### WHAT THIS TASK INVOLVES
Reproduce all the entries exactly.

(Items from a data source)

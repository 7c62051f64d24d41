//! Order status state machine and payment status vocabulary.

use serde::{Deserialize, Serialize};

use crate::error::TransitionError;

/// The fulfillment stage of an order.
///
/// State transitions:
/// ```text
/// Incomplete ──► Completed ──► ReadyForShipping
/// ```
///
/// Status only ever moves forward along this table.
#[derive(Debug, Clone, Copy, PartialEq, Eq, Hash, Serialize, Deserialize, Default)]
#[serde(rename_all = "snake_case")]
pub enum OrderStatus {
    /// Order has been created and is awaiting payment.
    #[default]
    Incomplete,

    /// Payment has been accepted for the order.
    Completed,

    /// Order has been reconciled for shipment (terminal state).
    ReadyForShipping,
}

impl OrderStatus {
    /// Every permitted transition, as `(from, to)` pairs.
    pub const TRANSITIONS: [(OrderStatus, OrderStatus); 2] = [
        (OrderStatus::Incomplete, OrderStatus::Completed),
        (OrderStatus::Completed, OrderStatus::ReadyForShipping),
    ];

    /// Returns true if the transition table contains `self -> next`.
    pub fn can_transition_to(&self, next: OrderStatus) -> bool {
        Self::TRANSITIONS.contains(&(*self, next))
    }

    /// Performs a single transition, rejecting anything outside the table.
    pub fn transition_to(self, next: OrderStatus) -> Result<OrderStatus, TransitionError> {
        if self.can_transition_to(next) {
            Ok(next)
        } else {
            Err(TransitionError::InvalidTransition {
                from: self,
                to: next,
            })
        }
    }

    /// Returns the status directly after this one, if any.
    pub fn next(&self) -> Option<OrderStatus> {
        Self::TRANSITIONS
            .iter()
            .find(|(from, _)| from == self)
            .map(|(_, to)| *to)
    }

    /// Walks forward through the transition table until `target` is reached.
    ///
    /// Fails if `target` is not strictly ahead of the current status.
    pub fn advance_to(self, target: OrderStatus) -> Result<OrderStatus, TransitionError> {
        let mut current = self;
        while current != target {
            let next = current.next().ok_or(TransitionError::InvalidTransition {
                from: self,
                to: target,
            })?;
            current = current.transition_to(next)?;
        }

        if current == self {
            return Err(TransitionError::InvalidTransition {
                from: self,
                to: target,
            });
        }
        Ok(current)
    }

    /// Returns true if the order is waiting for its payment.
    pub fn is_awaiting_payment(&self) -> bool {
        matches!(self, OrderStatus::Incomplete)
    }

    /// Returns the wire name of the status.
    pub fn as_str(&self) -> &'static str {
        match self {
            OrderStatus::Incomplete => "incomplete",
            OrderStatus::Completed => "completed",
            OrderStatus::ReadyForShipping => "ready_for_shipping",
        }
    }
}

impl std::fmt::Display for OrderStatus {
    fn fmt(&self, f: &mut std::fmt::Formatter<'_>) -> std::fmt::Result {
        write!(f, "{}", self.as_str())
    }
}

/// The settlement outcome of one payment attempt.
#[derive(Debug, Clone, Copy, PartialEq, Eq, Hash, Serialize, Deserialize, Default)]
#[serde(rename_all = "snake_case")]
pub enum PaymentStatus {
    #[default]
    Pending,
    Completed,
    Failed,
}

impl PaymentStatus {
    /// Returns true once the payment has reached an outcome.
    pub fn is_settled(&self) -> bool {
        matches!(self, PaymentStatus::Completed | PaymentStatus::Failed)
    }

    /// Returns the wire name of the status.
    pub fn as_str(&self) -> &'static str {
        match self {
            PaymentStatus::Pending => "pending",
            PaymentStatus::Completed => "completed",
            PaymentStatus::Failed => "failed",
        }
    }
}

impl std::fmt::Display for PaymentStatus {
    fn fmt(&self, f: &mut std::fmt::Formatter<'_>) -> std::fmt::Result {
        write!(f, "{}", self.as_str())
    }
}

#[cfg(test)]
mod tests {
    use super::*;

    const ALL: [OrderStatus; 3] = [
        OrderStatus::Incomplete,
        OrderStatus::Completed,
        OrderStatus::ReadyForShipping,
    ];

    #[test]
    fn test_default_status_is_incomplete() {
        assert_eq!(OrderStatus::default(), OrderStatus::Incomplete);
        assert_eq!(PaymentStatus::default(), PaymentStatus::Pending);
    }

    #[test]
    fn test_only_table_transitions_are_allowed() {
        for from in ALL {
            for to in ALL {
                let expected = matches!(
                    (from, to),
                    (OrderStatus::Incomplete, OrderStatus::Completed)
                        | (OrderStatus::Completed, OrderStatus::ReadyForShipping)
                );
                assert_eq!(from.can_transition_to(to), expected, "{from} -> {to}");
                assert_eq!(from.transition_to(to).is_ok(), expected, "{from} -> {to}");
            }
        }
    }

    #[test]
    fn test_rejected_transition_names_both_states() {
        let err = OrderStatus::ReadyForShipping
            .transition_to(OrderStatus::Incomplete)
            .unwrap_err();
        assert_eq!(
            err.to_string(),
            "Invalid order status transition: ready_for_shipping -> incomplete"
        );
    }

    #[test]
    fn test_advance_walks_through_intermediate_states() {
        assert_eq!(
            OrderStatus::Incomplete.advance_to(OrderStatus::ReadyForShipping),
            Ok(OrderStatus::ReadyForShipping)
        );
        assert_eq!(
            OrderStatus::Completed.advance_to(OrderStatus::ReadyForShipping),
            Ok(OrderStatus::ReadyForShipping)
        );
    }

    #[test]
    fn test_advance_never_moves_backward_or_stays() {
        assert!(
            OrderStatus::ReadyForShipping
                .advance_to(OrderStatus::Completed)
                .is_err()
        );
        assert!(
            OrderStatus::Completed
                .advance_to(OrderStatus::Incomplete)
                .is_err()
        );
        assert!(
            OrderStatus::ReadyForShipping
                .advance_to(OrderStatus::ReadyForShipping)
                .is_err()
        );
    }

    #[test]
    fn test_awaiting_payment() {
        assert!(OrderStatus::Incomplete.is_awaiting_payment());
        assert!(!OrderStatus::Completed.is_awaiting_payment());
        assert!(!OrderStatus::ReadyForShipping.is_awaiting_payment());
    }

    #[test]
    fn test_payment_settlement() {
        assert!(!PaymentStatus::Pending.is_settled());
        assert!(PaymentStatus::Completed.is_settled());
        assert!(PaymentStatus::Failed.is_settled());
    }

    #[test]
    fn test_wire_names() {
        assert_eq!(
            serde_json::to_string(&OrderStatus::ReadyForShipping).unwrap(),
            r#""ready_for_shipping""#
        );
        for status in ALL {
            let json = serde_json::to_string(&status).unwrap();
            assert_eq!(json, format!("\"{}\"", status.as_str()));
        }
        let pending: PaymentStatus = serde_json::from_str(r#""pending""#).unwrap();
        assert_eq!(pending, PaymentStatus::Pending);
        assert!(serde_json::from_str::<PaymentStatus>(r#""Pending""#).is_err());
    }
}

### REPLY
repository 7c62051f64d24d41
//! Order status state machine and payment status vocabulary.

use serde::{Deserialize, Serialize};

use crate::error::TransitionError;

/// The fulfillment stage of an order.
///
/// State transitions:
/// ```text
/// Incomplete ──► Completed ──► ReadyForShipping
/// ```
///
/// Status only ever moves forward along this table.
#[derive(Debug, Clone, Copy, PartialEq, Eq, Hash, Serialize, Deserialize, Default)]
#[serde(rename_all = "snake_case")]
pub enum OrderStatus {
    /// Order has been created and is awaiting payment.
    #[default]
    Incomplete,

    /// Payment has been accepted for the order.
    Completed,

    /// Order has been reconciled for shipment (terminal state).
    ReadyForShipping,
}

impl OrderStatus {
    /// Every permitted transition, as `(from, to)` pairs.
    pub const TRANSITIONS: [(OrderStatus, OrderStatus); 2] = [
        (OrderStatus::Incomplete, OrderStatus::Completed),
        (OrderStatus::Completed, OrderStatus::ReadyForShipping),
    ];

    /// Returns true if the transition table contains `self -> next`.
    pub fn can_transition_to(&self, next: OrderStatus) -> bool {
        Self::TRANSITIONS.contains(&(*self, next))
    }

    /// Performs a single transition, rejecting anything outside the table.
    pub fn transition_to(self, next: OrderStatus) -> Result<OrderStatus, TransitionError> {
        if self.can_transition_to(next) {
            Ok(next)
        } else {
            Err(TransitionError::InvalidTransition {
                from: self,
                to: next,
            })
        }
    }

    /// Returns the status directly after this one, if any.
    pub fn next(&self) -> Option<OrderStatus> {
        Self::TRANSITIONS
            .iter()
            .find(|(from, _)| from == self)
            .map(|(_, to)| *to)
    }

    /// Walks forward through the transition table until `target` is reached.
    ///
    /// Fails if `target` is not strictly ahead of the current status.
    pub fn advance_to(self, target: OrderStatus) -> Result<OrderStatus, TransitionError> {
        let mut current = self;
        while current != target {
            let next = current.next().ok_or(TransitionError::InvalidTransition {
                from: self,
                to: target,
            })?;
            current = current.transition_to(next)?;
        }

        if current == self {
            return Err(TransitionError::InvalidTransition {
                from: self,
                to: target,
            });
        }
        Ok(current)
    }

    /// Returns true if the order is waiting for its payment.
    pub fn is_awaiting_payment(&self) -> bool {
        matches!(self, OrderStatus::Incomplete)
    }

    /// Returns the wire name of the status.
    pub fn as_str(&self) -> &'static str {
        match self {
            OrderStatus::Incomplete => "incomplete",
            OrderStatus::Completed => "completed",
            OrderStatus::ReadyForShipping => "ready_for_shipping",
        }
    }
}

impl std::fmt::Display for OrderStatus {
    fn fmt(&self, f: &mut std::fmt::Formatter<'_>) -> std::fmt::Result {
        write!(f, "{}", self.as_str())
    }
}

/// The settlement outcome of one payment attempt.
#[derive(Debug, Clone, Copy, PartialEq, Eq, Hash, Serialize, Deserialize, Default)]
#[serde(rename_all = "snake_case")]
pub enum PaymentStatus {
    #[default]
    Pending,
    Completed,
    Failed,
}

impl PaymentStatus {
    /// Returns true once the payment has reached an outcome.
    pub fn is_settled(&self) -> bool {
        matches!(self, PaymentStatus::Completed | PaymentStatus::Failed)
    }

    /// Returns the wire name of the status.
    pub fn as_str(&self) -> &'static str {
        match self {
            PaymentStatus::Pending => "pending",
            PaymentStatus::Completed => "completed",
            PaymentStatus::Failed => "failed",
        }
    }
}

impl std::fmt::Display for PaymentStatus {
    fn fmt(&self, f: &mut std::fmt::Formatter<'_>) -> std::fmt::Result {
        write!(f, "{}", self.as_str())
    }
}

#[cfg(test)]
mod tests {
    use super::*;

    const ALL: [OrderStatus; 3] = [
        OrderStatus::Incomplete,
        OrderStatus::Completed,
        OrderStatus::ReadyForShipping,
    ];

    #[test]
    fn test_default_status_is_incomplete() {
        assert_eq!(OrderStatus::default(), OrderStatus::Incomplete);
        assert_eq!(PaymentStatus::default(), PaymentStatus::Pending);
    }

    #[test]
    fn test_only_table_transitions_are_allowed() {
        for from in ALL {
            for to in ALL {
                let expected = matches!(
                    (from, to),
                    (OrderStatus::Incomplete, OrderStatus::Completed)
                        | (OrderStatus::Completed, OrderStatus::ReadyForShipping)
                );
                assert_eq!(from.can_transition_to(to), expected, "{from} -> {to}");
                assert_eq!(from.transition_to(to).is_ok(), expected, "{from} -> {to}");
            }
        }
    }

    #[test]
    fn test_rejected_transition_names_both_states() {
        let err = OrderStatus::ReadyForShipping
            .transition_to(OrderStatus::Incomplete)
            .unwrap_err();
        assert_eq!(
            err.to_string(),
            "Invalid order status transition: ready_for_shipping -> incomplete"
        );
    }

    #[test]
    fn test_advance_walks_through_intermediate_states() {
        assert_eq!(
            OrderStatus::Incomplete.advance_to(OrderStatus::ReadyForShipping),
            Ok(OrderStatus::ReadyForShipping)
        );
        assert_eq!(
            OrderStatus::Completed.advance_to(OrderStatus::ReadyForShipping),
            Ok(OrderStatus::ReadyForShipping)
        );
    }

    #[test]
    fn test_advance_never_moves_backward_or_stays() {
        assert!(
            OrderStatus::ReadyForShipping
                .advance_to(OrderStatus::Completed)
                .is_err()
        );
        assert!(
            OrderStatus::Completed
                .advance_to(OrderStatus::Incomplete)
                .is_err()
        );
        assert!(
            OrderStatus::ReadyForShipping
                .advance_to(OrderStatus::ReadyForShipping)
                .is_err()
        );
    }

    #[test]
    fn test_awaiting_payment() {
        assert!(OrderStatus::Incomplete.is_awaiting_payment());
        assert!(!OrderStatus::Completed.is_awaiting_payment());
        assert!(!OrderStatus::ReadyForShipping.is_awaiting_payment());
    }

    #[test]
    fn test_payment_settlement() {
        assert!(!PaymentStatus::Pending.is_settled());
        assert!(PaymentStatus::Completed.is_settled());
        assert!(PaymentStatus::Failed.is_settled());
    }

    #[test]
    fn test_wire_names() {
        assert_eq!(
            serde_json::to_string(&OrderStatus::ReadyForShipping).unwrap(),
            r#""ready_for_shipping""#
        );
        for status in ALL {
            let json = serde_json::to_string(&status).unwrap();
            assert_eq!(json, format!("\"{}\"", status.as_str()));
        }
        let pending: PaymentStatus = serde_json::from_str(r#""pending""#).unwrap();
        assert_eq!(pending, PaymentStatus::Pending);
        assert!(serde_json::from_str::<PaymentStatus>(r#""Pending""#).is_err());
    }
}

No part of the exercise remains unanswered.